· 14 min Design

Schema Registry with Apache Kafka: From Wild JSON to Avro with Apicurio

Kafka Avro Schema Registry Apicurio Node.js Python

The problem: JSON without a contract

In a microservices system with Kafka at its core, JSON is the natural message format. It is human-readable, every language supports it, and it requires no setup. But as the system grows, schemaless JSON becomes a silent problem.

The system in question is a telemetry platform for construction-site heavy equipment. The architecture spans three languages: Node.js for the registry service (producer), Scala/Pekko for telemetry data standardization and aggregation (consumer and producer), and Python/Flask for historical data, usage, and reporting services (consumer). All of them communicate through Kafka topics, and all of them produce and consume JSON.

The problem does not manifest as a visible error. It manifests like this:

  • The Node.js service adds a last_update field to messages on registry-equipment. The Scala consumer silently ignores it because it does not know about it. No error, no log. Three months later someone discovers the field never reached its destination.

  • The Scala standardization service changes the timestamp format from an ISO string to epoch millis. The Python consumer keeps parsing the field as a string, gets a number, and converts it to a nonsensical date. No exception, just wrong data in the database.

  • A new developer needs to write a consumer for an existing topic. The only documentation of the message format is the producer’s source code. Which is in a different language, in a different repository.

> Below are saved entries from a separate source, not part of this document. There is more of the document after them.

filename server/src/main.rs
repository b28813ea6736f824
mod state;
mod web;

use std::path::PathBuf;
use std::process::ExitCode;

use clap::Parser;
use log::{error, info};
use reelchef::config::{load_config, Config};
use reelchef::telemetry::init_logging;
use tokio::signal;

use state::Runtime;

#[derive(Parser, Debug)]
#[command(version, about, long_about = None)]
struct Cli {
    /// Path to the JSON configuration file. Defaults apply when omitted.
    #[arg(short, long, env = "REELCHEF_CONFIG")]
    config: Option<PathBuf>,

    /// Overrides `server.bind`.
    #[arg(long)]
    bind: Option<String>,
}

#[tokio::main]
async fn main() -> ExitCode {
    let cli = Cli::parse();

    let mut config = match &cli.config {
        Some(path) => match load_config(path) {
            Ok(config) => config,
            Err(e) => {
                eprintln!("Failed to load config '{}': {}", path.display(), e);
                return ExitCode::FAILURE;
            }
        },
        None => Config::default(),
    };
    if let Some(bind) = cli.bind {
        config.server.bind = bind;
    }

    if let Err(e) = init_logging(&config.logging) {
        eprintln!("{e}");
        return ExitCode::FAILURE;
    }

    match serve(config).await {
        Ok(()) => ExitCode::SUCCESS,
        Err(e) => {
            error!("{e}");
            ExitCode::FAILURE
        }
    }
}

async fn serve(config: Config) -> Result<(), Box<dyn std::error::Error>> {
    info!("Starting reelchef-server v{}", env!("CARGO_PKG_VERSION"));

    let runtime = Runtime::start(&config)?;
    let app = web::router(runtime.state.clone());

    let listener = tokio::net::TcpListener::bind(&config.server.bind).await?;
    info!("listening on {}", config.server.bind);
    axum::serve(listener, app)
        .with_graceful_shutdown(shutdown_signal())
        .await?;

    log::warn!("waiting for extraction workers to stop");
    runtime.shutdown().await;
    Ok(())
}

async fn shutdown_signal() {
    let ctrl_c = async {
        if let Err(e) = signal::ctrl_c().await {
            error!("failed to listen for Ctrl+C: {e}");
            std::future::pending::<()>().await;
        }
    };

    #[cfg(unix)]
    let terminate = async {
        match signal::unix::signal(signal::unix::SignalKind::terminate()) {
            Ok(mut sig) => {
                sig.recv().await;
            }
            Err(e) => {
                error!("failed to install SIGTERM handler: {e}");
                std::future::pending::<()>().await;
            }
        }
    };

    #[cfg(not(unix))]
    let terminate = std::future::pending::<()>();

    tokio::select! {
        _ = ctrl_c => {},
        _ = terminate => {},
    }
}
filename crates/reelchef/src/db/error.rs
//! Database error types.

use std::path::PathBuf;
use thiserror::Error;

/// Errors from database operations.
#[derive(Error, Debug)]
pub enum DatabaseError {
    /// SQLite error from rusqlite.
    #[error("SQLite error: {0}")]
    Sqlite(#[from] rusqlite::Error),

    /// IO error when creating directories or files.
    #[error("IO error for path '{path}': {source}")]
    Io {
        path: PathBuf,
        #[source]
        source: std::io::Error,
    },

    /// A JSON column could not be encoded or decoded.
    #[error("Invalid JSON in column '{column}': {source}")]
    Json {
        column: &'static str,
        #[source]
        source: serde_json::Error,
    },

    /// A migration failed to apply.
    #[error("Migration failed at version {version}: {reason}")]
    Migration { version: u32, reason: String },

    /// The database lock was poisoned.
    #[error("Database lock poisoned")]
    LockPoisoned,
}
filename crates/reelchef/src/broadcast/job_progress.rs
//! Job progress broadcaster for real-time job status streaming.

use std::sync::Arc;

use chrono::{DateTime, Utc};
use serde::{Deserialize, Serialize};
use tokio::sync::broadcast;

use crate::model::{ExtractionJob, JobStatus};

/// Progress event for an extraction job.
#[derive(Debug, Clone, Serialize, Deserialize, PartialEq)]
#[serde(rename_all = "camelCase")]
pub struct JobProgressEvent {
    /// Public job id.
    pub job_id: String,
    pub user_id: String,
    pub status: JobStatus,
    pub progress: u8,
    /// Human-readable message describing current activity.
    pub message: String,
    /// Public recipe id (set on completion).
    #[serde(skip_serializing_if = "Option::is_none")]
    pub recipe_id: Option<String>,
    /// User-facing error (set on failure).
    #[serde(skip_serializing_if = "Option::is_none")]
    pub error: Option<String>,
    /// Chat to notify, when the job was submitted from a bot.
    #[serde(skip_serializing_if = "Option::is_none")]
    pub telegram_chat_id: Option<i64>,
    pub timestamp: DateTime<Utc>,
}

impl JobProgressEvent {
    /// Creates an event for a job entering `status`.
    pub fn new(job: &ExtractionJob, status: JobStatus, message: &str) -> Self {
        Self {
            job_id: job.public_id.clone(),
            user_id: job.user_id.clone(),
            status,
            progress: status.progress().unwrap_or(job.progress),
            message: message.to_string(),
            recipe_id: None,
            error: None,
            telegram_chat_id: job.telegram_chat_id,
            timestamp: Utc::now(),
        }
    }

    pub fn completed(job: &ExtractionJob, recipe_id: &str) -> Self {
        Self {
            recipe_id: Some(recipe_id.to_string()),
            ..Self::new(job, JobStatus::Completed, "Recipe ready")
        }
    }

    pub fn failed(job: &ExtractionJob, error: &str) -> Self {
        Self {
            error: Some(error.to_string()),
            ..Self::new(job, JobStatus::Failed, "Extraction failed")
        }
    }

    pub fn is_terminal(&self) -> bool {
        self.status.is_terminal()
    }
}

/// Broadcasts job progress events for streaming.
#[derive(Clone)]
pub struct JobProgressBroadcaster {
    sender: Arc<broadcast::Sender<JobProgressEvent>>,
}

impl JobProgressBroadcaster {
    /// Creates a new job progress broadcaster with the specified channel capacity.
    pub fn new(capacity: usize) -> Self {
        let (sender, _) = broadcast::channel(capacity.max(1));
        Self {
            sender: Arc::new(sender),
        }
    }

    /// Sends a progress event to all subscribers.
    pub fn send(&self, event: JobProgressEvent) {
        // No active receivers is fine
        let _ = self.sender.send(event);
    }

    /// Creates a new subscriber for progress events.
    pub fn subscribe(&self) -> broadcast::Receiver<JobProgressEvent> {
        self.sender.subscribe()
    }

    pub fn receiver_count(&self) -> usize {
        self.sender.receiver_count()
    }
}

impl Default for JobProgressBroadcaster {
    fn default() -> Self {
        Self::new(100)
    }
}
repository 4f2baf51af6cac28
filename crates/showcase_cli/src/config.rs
//! Configuration file support for the showcase CLI.
//!
//! Configuration is loaded with the following precedence (highest to lowest):
//! 1. CLI flags
//! 2. Environment variables (prefixed with `SHOWCASE_`, e.g., `SHOWCASE_GITHUB_TOKEN`)
//! 3. Config file (~/.config/showcase/config.toml or ./showcase.toml)
//! 4. Built-in defaults
//!
//! Example config file:
//! ```toml
//! [github]
//! token = "ghp_..."  # or use SHOWCASE_GITHUB_TOKEN env var
//!
//! [output]
//! directory = "src/content/showcase"  # optional, this is the default
//! ```

use std::path::{Path, PathBuf};

use config::{Config as ConfigBuilder, Environment, File, FileFormat};
use directories::ProjectDirs;
use serde::Deserialize;
use showcase::ScrapeError;

/// Top-level configuration.
#[derive(Debug, Default, Deserialize)]
#[serde(default)]
pub struct Config {
    /// GitHub configuration.
    pub github: GitHubConfig,
    /// Output configuration.
    pub output: OutputConfig,
}

/// GitHub configuration.
#[derive(Debug, Default, Deserialize)]
#[serde(default)]
pub struct GitHubConfig {
    /// GitHub personal access token.
    /// Can also be set via SHOWCASE_GITHUB_TOKEN environment variable.
    pub token: Option<String>,
}

/// Output configuration.
#[derive(Debug, Default, Deserialize)]
#[serde(default)]
pub struct OutputConfig {
    /// Directory the per-author records are written to.
    pub directory: Option<PathBuf>,
}

/// Load configuration from file and environment.
///
/// With an explicit path the file must exist; otherwise the XDG config file
/// and a local `showcase.toml` are both optional.
pub fn load(explicit_path: Option<&Path>) -> Result<Config, config::ConfigError> {
    let mut builder = ConfigBuilder::builder();

    if let Some(path) = explicit_path {
        builder = builder.add_source(File::from(path));
    } else {
        if let Some(dirs) = ProjectDirs::from("", "", "showcase") {
            builder = builder
                .add_source(File::from(dirs.config_dir().join("config.toml")).required(false));
        }
        builder = builder.add_source(File::new("showcase.toml", FileFormat::Toml).required(false));
    }

    builder = builder.add_source(Environment::with_prefix("SHOWCASE").separator("_"));

    builder.build()?.try_deserialize()
}

/// Resolve the GitHub token from flag or configuration.
///
/// A missing token is a configuration error raised before any network call.
pub fn resolve_token(flag: Option<String>, config: &Config) -> Result<String, ScrapeError> {
    flag.or_else(|| config.github.token.clone()).ok_or_else(|| {
        ScrapeError::config(
            "GitHub token not configured; set SHOWCASE_GITHUB_TOKEN, pass --token, \
             or add github.token to the config file",
        )
    })
}
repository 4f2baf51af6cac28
//! Repository-link enrichment.
//!
//! Every link classified as a GitHub repository gets one metadata query;
//! the result is attached to the link with the original URL preserved.
//! Distinct repositories are fetched concurrently and attributed back by
//! `{owner, name}` key, so fetch completion order never matters. The first
//! failing query aborts the whole run.

use std::collections::HashMap;
use std::sync::Arc;

use serde::Deserialize;
use serde_json::json;
use tokio::sync::Semaphore;
use tokio::task::JoinSet;

use crate::error::{Result, ScrapeError};
use crate::links::{RepoRef, UrlShape, classify_url};
use crate::progress::{ProgressCallback, ScrapeProgress, emit};
use crate::record::{LinkType, RepositoryStats, ShowcaseRecord};
use crate::transport::GithubTransport;

/// Maximum concurrent repository-metadata queries.
const ENRICH_CONCURRENCY: usize = 8;

/// GraphQL query for one repository's statistics.
const REPOSITORY_STATS_QUERY: &str = r#"
query($owner: String!, $name: String!) {
  repository(owner: $owner, name: $name) {
    name
    description
    url
    owner {
      login
      avatarUrl
    }
    stargazerCount
    forkCount
    issues(states: OPEN) {
      totalCount
    }
    pullRequests(states: OPEN) {
      totalCount
    }
    discussions {
      totalCount
    }
    mentionableUsers {
      totalCount
    }
  }
}
"#;

#[derive(Deserialize)]
struct StatsData {
    repository: Option<RepositoryStatsNode>,
}

#[derive(Deserialize)]
#[serde(rename_all = "camelCase")]
struct RepositoryStatsNode {
    name: String,
    description: Option<String>,
    url: String,
    owner: OwnerNode,
    stargazer_count: u64,
    fork_count: u64,
    issues: CountNode,
    pull_requests: CountNode,
    discussions: CountNode,
    mentionable_users: CountNode,
}

#[derive(Deserialize)]
#[serde(rename_all = "camelCase")]
struct OwnerNode {
    login: String,
    avatar_url: Option<String>,
}

#[derive(Deserialize)]
#[serde(rename_all = "camelCase")]
struct CountNode {
    total_count: u64,
}

impl RepositoryStatsNode {
    fn into_stats(self) -> RepositoryStats {
        RepositoryStats {
            name: self.name,
            owner_login: self.owner.login,
            owner_avatar_url: self.owner.avatar_url,
            description: self.description,
            url: self.url,
            star_count: self.stargazer_count,
            fork_count: self.fork_count,
            open_issue_count: self.issues.total_count,
            open_pull_request_count: self.pull_requests.total_count,
            discussion_count: self.discussions.total_count,
            mentionable_user_count: self.mentionable_users.total_count,
        }
    }
}

/// Fetch live statistics for one repository.
pub async fn fetch_repository_stats(
    transport: &dyn GithubTransport,
    repo: &RepoRef,
) -> Result<RepositoryStats> {
    let variables = json!({ "owner": repo.owner, "name": repo.name });
    let data = transport.query(REPOSITORY_STATS_QUERY, variables).await?;

    let parsed: StatsData = serde_json::from_value(data)
        .map_err(|e| ScrapeError::transport(format!("malformed repository stats: {e}")))?;

    let node = parsed.repository.ok_or_else(|| {
        ScrapeError::transport(format!("repository {}/{} not found", repo.owner, repo.name))
    })?;

    Ok(node.into_stats())
}

/// Attach statistics to every repository link across the records.
///
/// Returns the number of distinct repositories fetched.
pub async fn enrich_records(
    transport: &Arc<dyn GithubTransport>,
    records: &mut [ShowcaseRecord],
    on_progress: Option<&ProgressCallback>,
) -> Result<usize> {
    // Distinct refs only: the same repository posted in several comments is
    // fetched once and attached to each link.
    let mut refs: HashMap<String, RepoRef> = HashMap::new();
    for record in records.iter() {
        for link in &record.links {
            if link.link_type == LinkType::GithubRepo
                && let UrlShape::Repo(repo) = classify_url(&link.url)
            {
                refs.entry(repo.key()).or_insert(repo);
            }
        }
    }

    emit(
        on_progress,
        ScrapeProgress::EnrichingRepos { count: refs.len() },
    );

    let semaphore = Arc::new(Semaphore::new(ENRICH_CONCURRENCY));
    let mut join_set: JoinSet<Result<(String, RepositoryStats)>> = JoinSet::new();

    for (key, repo) in refs {
        let transport = Arc::clone(transport);
        let semaphore = Arc::clone(&semaphore);
        join_set.spawn(async move {
            let _permit = semaphore
                .acquire()
                .await
                .map_err(|e| ScrapeError::transport(e.to_string()))?;
            let stats = fetch_repository_stats(transport.as_ref(), &repo).await?;
            Ok((key, stats))
        });
    }

    let mut fetched: HashMap<String, RepositoryStats> = HashMap::new();
    while let Some(joined) = join_set.join_next().await {
        let (key, stats) =
            joined.map_err(|e| ScrapeError::transport(format!("enrichment task failed: {e}")))??;
        emit(
            on_progress,
            ScrapeProgress::EnrichedRepo {
                owner: stats.owner_login.clone(),
                name: stats.name.clone(),
            },
        );
        fetched.insert(key, stats);
    }

    for record in records.iter_mut() {
        for link in &mut record.links {
            if link.link_type == LinkType::GithubRepo
                && let UrlShape::Repo(repo) = classify_url(&link.url)
                && let Some(stats) = fetched.get(&repo.key())
            {
                let mut stats = stats.clone();
                // Keep the URL the author posted, not the canonical one, so
                // a renamed repository does not drift.
                stats.url = link.url.clone();
                link.stats = Some(stats);
            }
        }
    }

    Ok(fetched.len())
}
//! Showcase record persistence.
//!
//! The output directory exactly reflects the current run: the existing
//! directory is removed wholesale, recreated, and one JSON file is written
//! per record. The remove/create/write order is a hard guarantee; it is
//! what makes deleted or edited comments stop appearing.

use std::path::Path;

use tokio::fs;

use crate::error::{Result, ScrapeError};
use crate::progress::{ProgressCallback, ScrapeProgress, emit};
use crate::record::ShowcaseRecord;

/// Replace `root` with one `<author>.json` file per record.
///
/// Records are written in the order given, which is aggregation order.
/// Any filesystem failure surfaces as [`ScrapeError::Persistence`] and may
/// leave the directory partially replaced.
pub async fn write_records(
    root: &Path,
    records: &[ShowcaseRecord],
    on_progress: Option<&ProgressCallback>,
) -> Result<()> {
    match fs::remove_dir_all(root).await {
        Ok(()) => {}
        Err(e) if e.kind() == std::io::ErrorKind::NotFound => {}
        Err(e) => return Err(ScrapeError::persistence(root, e.to_string())),
    }

    fs::create_dir_all(root)
        .await
        .map_err(|e| ScrapeError::persistence(root, e.to_string()))?;

    for record in records {
        let path = root.join(format!("{}.json", record.author));
        let mut body = serde_json::to_string_pretty(record)
            .map_err(|e| ScrapeError::persistence(&path, e.to_string()))?;
        body.push('\n');

        fs::write(&path, body)
            .await
            .map_err(|e| ScrapeError::persistence(&path, e.to_string()))?;

        emit(
            on_progress,
            ScrapeProgress::WroteRecord {
                author: record.author.clone(),
            },
        );
    }

    emit(
        on_progress,
        ScrapeProgress::WriteComplete {
            written: records.len(),
        },
    );

    Ok(())
}
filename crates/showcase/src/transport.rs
//! Transport boundary for all GraphQL I/O.
//!
//! The pipeline never talks to GitHub directly; it goes through the
//! [`GithubTransport`] capability so tests can substitute deterministic,
//! queued responses without global mutable state.

use std::time::Duration;

use async_trait::async_trait;
use backon::{ExponentialBuilder, Retryable};
use octocrab::Octocrab;
use serde_json::Value;
use thiserror::Error;

/// Errors raised at the transport boundary.
#[derive(Debug, Error)]
pub enum TransportError {
    /// Failed to construct the underlying client.
    #[error("failed to build GitHub client: {0}")]
    Client(String),

    /// The query could not be executed.
    #[error("query failed: {0}")]
    Query(String),

    /// The API answered with GraphQL-level errors.
    #[error("GraphQL error: {0}")]
    Graphql(String),

    /// The response carried no `data` payload.
    #[error("response missing data payload")]
    MissingData,

    /// No mock response registered for a query (test transports only).
    #[error("no mock response registered for variables {variables}")]
    NoMockResponse { variables: String },
}

/// Capability object for executing parameterized GraphQL queries.
///
/// Implementations resolve the response envelope and return the `data`
/// payload only; GraphQL-level errors surface as [`TransportError::Graphql`].
#[async_trait]
pub trait GithubTransport: Send + Sync {
    async fn query(&self, query: &str, variables: Value) -> Result<Value, TransportError>;
}

/// Real transport backed by octocrab's GraphQL endpoint.
///
/// Transient rate-limit failures are retried with exponential backoff before
/// one error surfaces; the pipeline above this boundary never retries.
pub struct OctocrabTransport {
    client: Octocrab,
}

impl OctocrabTransport {
    /// Build an authenticated transport from a personal access token.
    pub fn new(token: impl Into<String>) -> Result<Self, TransportError> {
        let client = Octocrab::builder()
            .personal_token(token.into())
            .build()
            .map_err(|e| TransportError::Client(e.to_string()))?;
        Ok(Self { client })
    }

    /// Wrap an already-configured octocrab client.
    pub fn from_client(client: Octocrab) -> Self {
        Self { client }
    }
}

#[async_trait]
impl GithubTransport for OctocrabTransport {
    async fn query(&self, query: &str, variables: Value) -> Result<Value, TransportError> {
        let payload = serde_json::json!({ "query": query, "variables": variables });

        let send = || async { self.client.graphql::<Value>(&payload).await };
        let response = send
            .retry(default_backoff())
            .when(is_rate_limit_error)
            .notify(|err, dur| {
                tracing::debug!("rate limited, retrying in {:?}: {}", dur, err);
            })
            .await
            .map_err(|e| TransportError::Query(e.to_string()))?;

        resolve_envelope(response)
    }
}

/// Split a GraphQL response envelope into its `data` payload, surfacing
/// any `errors` entries first.
fn resolve_envelope(mut response: Value) -> Result<Value, TransportError> {
    if let Some(errors) = response.get("errors").and_then(Value::as_array)
        && !errors.is_empty()
    {
        let messages: Vec<String> = errors
            .iter()
            .map(|e| {
                e.get("message")
                    .and_then(Value::as_str)
                    .unwrap_or("unknown error")
                    .to_string()
            })
            .collect();
        return Err(TransportError::Graphql(messages.join("; ")));
    }

    match response.get_mut("data") {
        Some(data) if !data.is_null() => Ok(data.take()),
        _ => Err(TransportError::MissingData),
    }
}

/// Check if an error indicates a rate limit (403/429 or JSON parse error
/// from an empty response).
fn is_rate_limit_error(e: &octocrab::Error) -> bool {
    match e {
        octocrab::Error::GitHub { source, .. } => {
            let status = source.status_code.as_u16();
            status == 403 || status == 429
        }
        octocrab::Error::Json { .. } => true,
        _ => false,
    }
}

/// Exponential backoff used for transient transport failures: 1s initial,
/// 60s cap, 5 attempts, jittered.
fn default_backoff() -> ExponentialBuilder {
    ExponentialBuilder::default()
        .with_min_delay(Duration::from_secs(1))
        .with_max_delay(Duration::from_secs(60))
        .with_max_times(5)
        .with_jitter()
}

pub mod testing {
    //! In-memory mock transport for tests.
    //!
    //! No sockets, no loopback HTTP servers. Responses are registered per
    //! variable set and returned FIFO, so concurrent callers are always
    //! answered deterministically.

    use std::collections::{HashMap, VecDeque};
    use std::sync::{Arc, Mutex};

    use async_trait::async_trait;
    use serde_json::Value;

    use super::{GithubTransport, TransportError};

    /// A query observed by the mock, in call order.
    #[derive(Debug, Clone, PartialEq)]
    pub struct RecordedQuery {
        pub query: String,
        pub variables: Value,
    }

    #[derive(Default)]
    struct MockTransportInner {
        routes: HashMap<String, VecDeque<Result<Value, String>>>,
        requests: Vec<RecordedQuery>,
    }

    /// In-memory mock transport.
    #[derive(Clone, Default)]
    pub struct MockTransport {
        inner: Arc<Mutex<MockTransportInner>>,
    }

    impl MockTransport {
        pub fn new() -> Self {
            Self::default()
        }

        /// Register a `data` payload for a variable set.
        ///
        /// If multiple responses are registered for the same variables, they
        /// are returned in FIFO order.
        pub fn push_data(&self, variables: Value, data: Value) {
            self.push(variables, Ok(data));
        }

        /// Register a failure for a variable set.
        pub fn push_error(&self, variables: Value, message: impl Into<String>) {
            self.push(variables, Err(message.into()));
        }

        fn push(&self, variables: Value, response: Result<Value, String>) {
            let mut inner = self
                .inner
                .lock()
                .expect("mock transport lock should not be poisoned");
            inner
                .routes
                .entry(variables.to_string())
                .or_default()
                .push_back(response);
        }

        /// All queries seen so far, in call order.
        #[must_use]
        pub fn requests(&self) -> Vec<RecordedQuery> {
            let inner = self
                .inner
                .lock()
                .expect("mock transport lock should not be poisoned");
            inner.requests.clone()
        }
    }

    #[async_trait]
    impl GithubTransport for MockTransport {
        async fn query(&self, query: &str, variables: Value) -> Result<Value, TransportError> {
            let mut inner = self
                .inner
                .lock()
                .expect("mock transport lock should not be poisoned");

            let key = variables.to_string();
            inner.requests.push(RecordedQuery {
                query: query.to_string(),
                variables,
            });

            match inner.routes.get_mut(&key).and_then(|q| q.pop_front()) {
                Some(Ok(data)) => Ok(data),
                Some(Err(message)) => Err(TransportError::Query(message)),
                None => Err(TransportError::NoMockResponse { variables: key }),
            }
        }
    }
}
//! Showcase - a GitHub Discussion showcase scraper.
//!
//! This library harvests community showcase submissions posted as comments
//! on a single GitHub Discussion, classifies the links each comment
//! contains, enriches repository links with live statistics, and persists
//! one JSON record per author for a separate site-generation process.
//!
//! # Example
//!
//! ```ignore
//! use std::sync::Arc;
//!
//! use showcase::{DiscussionCoords, OctocrabTransport, ScrapeOptions, Scraper};
//!
//! let transport = Arc::new(OctocrabTransport::new(token)?);
//! let scraper = Scraper::new(transport, "src/content/showcase");
//!
//! let records = scraper
//!     .run(
//!         &DiscussionCoords {
//!             organization: "acme".into(),
//!             repository: "site".into(),
//!             discussion_number: 2022,
//!         },
//!         ScrapeOptions::default(),
//!     )
//!     .await?;
//! println!("wrote {} records", records.len());
//! ```

pub mod aggregate;
pub mod discussion;
pub mod enrich;
pub mod error;
pub mod links;
pub mod progress;
pub mod record;
pub mod scraper;
pub mod transport;
pub mod writer;

pub use discussion::{Comment, DiscussionCoords};
pub use error::{Result, ScrapeError, short_error_message};
pub use links::{RepoRef, UrlShape, classify_url, extract_links};
pub use progress::{ProgressCallback, ScrapeProgress, emit};
pub use record::{Link, LinkType, RepositoryStats, ShowcaseRecord};
pub use scraper::{ScrapeOptions, Scraper};
pub use transport::{GithubTransport, OctocrabTransport, TransportError};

The root cause is that there is no contract on message formats. Each service has its own implicit version of the schema, defined by the code that serializes or deserializes. When those versions diverge, the system does not break: it silently degrades.


The choice: why Schema Registry

To solve the problem, two things are needed: a formal schema for every topic, and a mechanism that prevents publishing non-conforming messages. There are three approaches.

1. Application-level JSON Schema validation. Each service validates messages against a JSON Schema before producing or after consuming them. The problem is that validation is decentralized: every service must implement it, keep it up to date, and nothing prevents a producer from publishing an invalid message. If one service skips validation, messages pass through anyway.

2. Confluent Schema Registry. The reference registry in the Kafka ecosystem. Mature, well-documented, with client libraries for every language. But since version 5.1 (December 2018) the license is Confluent Community License, not Apache 2.0. For an open-source-first project, or for an on-premise installation where licensing matters, this is a limitation.

3. Apicurio Registry. An open-source project, Apache 2.0 licensed. It supports Avro, JSON Schema, and Protobuf. It can use Kafka itself as storage (KafkaSQL), so it does not require an external database. And most importantly: it exposes a Confluent-compatible API (/apis/ccompat/v7), which means standard Confluent client libraries work without modifications.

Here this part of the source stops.